Soon after, Mino begins bringing prostitutes to his mansion, where he has sex with them in the same bed in which he keeps his fiancée's stuffed corpse. When the girls see the body and begin screaming, he strangles them to death. Marta discovers the murders and offers to help him dispose of the bodies in acid, if he agrees to marry her and make her the countess. Everything seems to be going her way until Laura's twin sister Daniela shows up at the estate, trying to find out if her sister's body was ever dredged out of the lake by the police. When Mino sees Daniela, his mind snaps and he thinks it is Laura, returned from the dead. He breaks his deal with Marta and tells her to pack her bags and leave the mansion, so that he and Daniela can be married. Marta tries to stab Daniela that night with a huge butcher knife, but Mino intervenes and stabs Marta repeatedly in a gruesome scene that is heavily edited in the Italian release prints. Leaving Marta for dead, Mino kidnaps Daniela and drives out into the country with her, ranting like a lunatic as they drive. But Marta's not dead, and she manages to drag her blood-spattered body to the phone to call the authorities. Before she dies, she alerts the police to the kidnapping, and a manhunt begins to capture Mino before he can harm Daniela.

== Cast ==
- Franco Nero as Mino
- Gioia Pascal as Marta
- Erika Blanc as Laura / Daniela
- Olga Solbelli as Mino's mother
- Marina Morgan as Woman in the Nightclub

==Production==
The story of the film came from producer Ermanno Donati who is credited under the pen name Phil Young. The film's credits state the plot is based on famed serial killer Gilles de Rais but this is fictional. The film was originally titled Il freddo bacio della morte (lit. The Cold Kiss of Death), a title that appeared on the French release prints only. It went into production in June 1965. The film was shot at the Villa Parisi.

==Release==
The Third Eye came into trouble with censors in Italy on its release.

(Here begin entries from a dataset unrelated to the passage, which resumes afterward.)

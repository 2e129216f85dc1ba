//! Hierarchical pooling classifier.
//!
//! ```text
//! x ─▶ [conv ▶ relu ▶ top-k ▶ readout] ─▶ [ ... ] ─▶ [ ... ]
//!                              │               │         │
//!                              └────── + ──────┴─── + ───┘
//!                                      │
//!                      lin ▶ relu ▶ dropout ▶ lin ▶ relu ▶ lin ▶ log_softmax
//! ```
//!
//! Every stage reads out `[max | mean]` over the surviving nodes of each
//! graph; the readouts are summed, not concatenated, so all stages share the
//! width `2 * hidden`.

use crate::conv::GraphConv;
use crate::error::{Error, Result};
use crate::pool::{max_mean_readout, TopKPooling};
use candle_core::{Tensor, D};
use candle_nn::{linear, ops, Linear, Module, VarBuilder};
use classpool_data::Batch;

/// Network configuration.
#[derive(Debug, Clone)]
pub struct PoolNetConfig {
    /// Input feature width.
    pub num_features: usize,
    /// Number of output classes.
    pub num_classes: usize,
    /// Width of every convolution (default: 128).
    pub hidden: usize,
    /// Number of conv/pool stages (default: 3).
    pub stages: usize,
    /// Fraction of nodes kept by each pooling step (default: 0.8).
    pub ratio: f64,
    /// Dropout probability after the first head layer (default: 0.5).
    pub dropout: f32,
    /// Hidden widths of the classifier head (default: [128, 64]).
    pub head: [usize; 2],
}

impl PoolNetConfig {
    pub fn new(num_features: usize, num_classes: usize) -> Self {
        Self {
            num_features,
            num_classes,
            hidden: 128,
            stages: 3,
            ratio: 0.8,
            dropout: 0.5,
            head: [128, 64],
        }
    }

    pub fn with_hidden(mut self, hidden: usize) -> Self {
        self.hidden = hidden;
        self
    }

    pub fn with_ratio(mut self, ratio: f64) -> Self {
        self.ratio = ratio;
        self
    }

    pub fn with_dropout(mut self, dropout: f32) -> Self {
        self.dropout = dropout;
        self
    }

    /// Width of each stage's readout.
    pub fn readout_width(&self) -> usize {
        2 * self.hidden
    }

    pub fn validate(&self) -> Result<()> {
        if self.num_features == 0 {
            return Err(Error::InvalidConfig("num_features must be positive".into()));
        }
        if self.num_classes == 0 {
            return Err(Error::InvalidConfig("num_classes must be positive".into()));
        }
        if self.hidden == 0 || self.head.contains(&0) {
            return Err(Error::InvalidConfig("layer widths must be positive".into()));
        }
        if self.stages == 0 {
            return Err(Error::InvalidConfig("at least one stage is required".into()));
        }
        if !(self.ratio > 0.0 && self.ratio <= 1.0) {
            return Err(Error::InvalidConfig(format!(
                "ratio must be in (0, 1], got {}",
                self.ratio
            )));
        }
        if !(0.0..1.0).contains(&self.dropout) {
            return Err(Error::InvalidConfig(format!(
                "dropout must be in [0, 1), got {}",
                self.dropout
            )));
        }
        Ok(())
    }
}

struct Stage {
    conv: GraphConv,
    pool: TopKPooling,
}

/// Graph classifier built from conv/top-k stages and an MLP head.
pub struct PoolNet {
    stages: Vec<Stage>,
    lin1: Linear,
    lin2: Linear,
    lin3: Linear,
    config: PoolNetConfig,
}

impl PoolNet {
    pub fn new(config: &PoolNetConfig, vb: VarBuilder) -> Result<Self> {
        config.validate()?;

        let mut stages = Vec::with_capacity(config.stages);
        for i in 0..config.stages {
            let in_features = if i == 0 {
                config.num_features
            } else {
                config.hidden
            };
            stages.push(Stage {
                conv: GraphConv::new(in_features, config.hidden, vb.pp(format!("conv{}", i + 1)))?,
                pool: TopKPooling::new(
                    config.hidden,
                    config.ratio,
                    vb.pp(format!("pool{}", i + 1)),
                )?,
            });
        }

        let [h1, h2] = config.head;
        Ok(Self {
            stages,
            lin1: linear(config.readout_width(), h1, vb.pp("lin1"))?,
            lin2: linear(h1, h2, vb.pp("lin2"))?,
            lin3: linear(h2, config.num_classes, vb.pp("lin3"))?,
            config: config.clone(),
        })
    }

    pub fn config(&self) -> &PoolNetConfig {
        &self.config
    }

    /// Forward pass.
    ///
    /// # Arguments
    /// - `x`: Node features (N x num_features)
    /// - `edge_index`: Edges (2 x E) u32
    /// - `batch`: Owning graph of each node (N,) u32
    /// - `num_graphs`: Number of graphs G in the batch
    /// - `train`: Enables dropout
    ///
    /// # Returns
    /// - Per-graph log-probabilities (G x num_classes)
    pub fn forward_t(
        &self,
        x: &Tensor,
        edge_index: &Tensor,
        batch: &Tensor,
        num_graphs: usize,
        train: bool,
    ) -> Result<Tensor> {
        let mut x = x.clone();
        let mut edge_index = edge_index.clone();
        let mut batch = batch.clone();
        let mut combined: Option<Tensor> = None;

        for stage in &self.stages {
            x = stage.conv.forward(&x, &edge_index)?.relu()?;
            let pooled = stage.pool.forward(&x, &edge_index, &batch)?;
            x = pooled.x;
            edge_index = pooled.edge_index;
            batch = pooled.batch;

            let readout = max_mean_readout(&x, &batch, num_graphs)?;
            combined = Some(match combined {
                Some(acc) => (acc + readout)?,
                None => readout,
            });
        }
        let combined = combined.ok_or_else(|| Error::InvalidConfig("no stages".into()))?;

        let mut h = self.lin1.forward(&combined)?.relu()?;
        if train && self.config.dropout > 0.0 {
            h = ops::dropout(&h, self.config.dropout)?;
        }
        let h = self.lin2.forward(&h)?.relu()?;
        Ok(ops::log_softmax(&self.lin3.forward(&h)?, D::Minus1)?)
    }

    /// Forward pass over a collated batch.
    pub fn forward_batch(&self, batch: &Batch, train: bool) -> Result<Tensor> {
        self.forward_t(
            &batch.x,
            &batch.edge_index,
            &batch.batch,
            batch.num_graphs,
            train,
        )
    }
}

#[cfg(test)]
mod tests {
    use super::*;
    use candle_core::{DType, Device};
    use candle_nn::VarMap;
    use classpool_data::{EdgeIndex, GraphSample};

    fn toy_batch(device: &Device) -> Batch {
        let a = GraphSample::new(
            vec![1, 2, 3, 4, 5],
            (0..20).map(|i| i as f32 / 10.0).collect(),
            0,
            EdgeIndex::new(vec![1, 2, 3, 4], vec![2, 3, 4, 5]),
        )
        .unwrap();
        let b = GraphSample::new(vec![9], vec![1.0, 0.0, -1.0, 0.5], 1, EdgeIndex::default())
            .unwrap();
        let c = GraphSample::new(
            vec![6, 7],
            vec![0.3; 8],
            2,
            EdgeIndex::new(vec![6, 7], vec![7, 6]),
        )
        .unwrap();
        Batch::collate(&[&a, &b, &c], device).unwrap()
    }

    fn model(device: &Device, hidden: usize) -> (VarMap, PoolNet) {
        let varmap = VarMap::new();
        let vb = VarBuilder::from_varmap(&varmap, DType::F32, device);
        let config = PoolNetConfig::new(4, 3).with_hidden(hidden);
        let net = PoolNet::new(&config, vb).unwrap();
        (varmap, net)
    }

    #[test]
    fn test_forward_shape_and_log_probs() {
        let device = Device::Cpu;
        let (_varmap, net) = model(&device, 16);
        let batch = toy_batch(&device);

        let out = net.forward_batch(&batch, false).unwrap();
        assert_eq!(out.dims(), &[3, 3]);

        for row in out.exp().unwrap().to_vec2::<f32>().unwrap() {
            let total: f32 = row.iter().sum();
            assert!((total - 1.0).abs() < 1e-4);
        }
    }

    #[test]
    fn test_eval_is_deterministic() {
        let device = Device::Cpu;
        let (_varmap, net) = model(&device, 16);
        let batch = toy_batch(&device);

        let a = net.forward_batch(&batch, false).unwrap().to_vec2::<f32>().unwrap();
        let b = net.forward_batch(&batch, false).unwrap().to_vec2::<f32>().unwrap();
        assert_eq!(a, b);
    }

    #[test]
    fn test_singleton_graphs_without_edges() {
        let device = Device::Cpu;
        let (_varmap, net) = model(&device, 8);
        let samples: Vec<GraphSample> = (0..5)
            .map(|i| {
                GraphSample::new(
                    vec![i],
                    vec![i as f32; 4],
                    (i % 3) as u32,
                    EdgeIndex::new(vec![i], vec![i + 100]),
                )
                .unwrap()
            })
            .collect();
        let refs: Vec<&GraphSample> = samples.iter().collect();
        let batch = Batch::collate(&refs, &device).unwrap();
        assert_eq!(batch.num_edges, 0);

        let out = net.forward_batch(&batch, true).unwrap();
        assert_eq!(out.dims(), &[5, 3]);
    }

    #[test]
    fn test_gradients_reach_every_parameter() {
        let device = Device::Cpu;
        let (varmap, net) = model(&device, 8);
        let batch = toy_batch(&device);

        let out = net.forward_batch(&batch, false).unwrap();
        let loss = candle_nn::loss::nll(&out, &batch.y).unwrap();
        let grads = loss.backward().unwrap();
        for var in varmap.all_vars() {
            assert!(grads.get(var.as_tensor()).is_some());
        }
    }

    #[test]
    fn test_invalid_config() {
        let device = Device::Cpu;
        let varmap = VarMap::new();
        let vb = VarBuilder::from_varmap(&varmap, DType::F32, &device);

        let config = PoolNetConfig::new(0, 3);
        assert!(matches!(
            PoolNet::new(&config, vb.clone()),
            Err(Error::InvalidConfig(_))
        ));
        let config = PoolNetConfig::new(4, 3).with_ratio(0.0);
        assert!(matches!(
            PoolNet::new(&config, vb),
            Err(Error::InvalidConfig(_))
        ));
    }
}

On 28 February 1966, the film was rejected as it was considered to be "contrary to the public moral". The rejection also noted that "In addition many scenes of almost full female nudity and excessively graphic intercourses, the film features episodes of necrophilia, close-ups of horrific scenes with blood and brutal violence, presented with real sadism and a protracted insistence which conveys a sense of complacency by part of the makers". The film was later distributed in Italy by Medusa and released on 11 June 1966. It grossed a total of 72 million Italian lire.